TNF-α mediates activation of neuronal necroptotic signaling in rat with syringomyelia.

Syringomyelia is a severe and progressive disease characterized by fluid-filled cavities that form within the spinal cord, leading to progressive neurological deterioration. However, the molecular mechanisms that cause neuronal death and subsequent dysfunction remain incompletely understood. This study demonstrates that tumor necrosis factor-α (TNF-α)-mediated necroptosis plays a crucial role in neuronal death during syringomyelia progression. RNA-seq analysis revealed significantly elevated necroptosis scores at both 14 and 28 days after syrinx formation, with identified disease-related differentially expressed necroptosis genes primarily enriched in TNF-α-related signaling pathways.
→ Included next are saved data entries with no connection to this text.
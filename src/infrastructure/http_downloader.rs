//! HTTP download of Slack file attachments.

use reqwest::{Client, StatusCode};

use crate::domain::{AppError, Downloader, Fetched, Result};

/// Fetches `url_private` attachment bodies over HTTPS.
pub struct HttpDownloader {
    client: Client,
    /// Slack token for private file URLs; exports usually embed one in the URL.
    token: Option<String>,
}

impl HttpDownloader {
    #[must_use]
    pub fn new(token: Option<String>) -> Self {
        Self {
            client: Client::new(),
            token,
        }
    }
}

impl Downloader for HttpDownloader {
    async fn fetch(&self, url: &str) -> Result<Fetched> {
        tracing::debug!(url = %redact(url), "GET");

        let mut request = self.client.get(url);
        if let Some(token) = &self.token {
            request = request.bearer_auth(token);
        }

        let resp = request.send().await.map_err(|e| AppError::Download {
            url: redact(url),
            message: format!("request failed: {e}"),
        })?;

        let status = resp.status();
        if status == StatusCode::NOT_FOUND {
            return Ok(Fetched::NotFound);
        }
        if !status.is_success() {
            return Err(AppError::Download {
                url: redact(url),
                message: format!("HTTP {status}"),
            });
        }

        let body = resp.bytes().await.map_err(|e| AppError::Download {
            url: redact(url),
            message: format!("failed to read body: {e}"),
        })?;

        Ok(Fetched::Body(body.to_vec()))
    }
}

/// Strips the query string, where Slack puts the access token.
#[must_use]
pub fn redact(url: &str) -> String {
    match url.split_once('?') {
        Some((base, _)) => format!("{base}?…"),
        None => url.to_string(),
    }
}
Through establishing a rat model of syringomyelia with central canal dilation, significant activation of necroptosis markers, phosphorylated receptor-interacting protein kinase 3 (p-RIPK3) and phosphorylated mixed lineage kinase domain-like protein (p-MLKL), was observed in the area surrounding the syrinx, with their expression predominantly localized to neurons. Concurrently, we found markedly elevated TNF-α levels around the syrinx, and primarily originating from reactive astrocytes (70.29 %). Upregulation of TNF receptor 1 (TNFR1) in perilesional neurons suggested enhanced sensitivity to TNF-α-mediated death signals. Subsequently, administration of the TNF-α inhibitor infliximab at day 14 post-modeling significantly alleviated the expression of necroptosis markers and attenuated the progression of sensory dysfunction at day 28, even in the presence of persistent syrinx. This study is the first to reveal TNF-α-mediated neuronal necroptosis as a crucial mechanism in neurological deterioration in syringomyelia, providing novel molecular targets for treatment. These findings suggest that targeting this pathway, particularly in combination with conventional surgical approaches, may offer therapeutic benefits for patients with syringomyelia.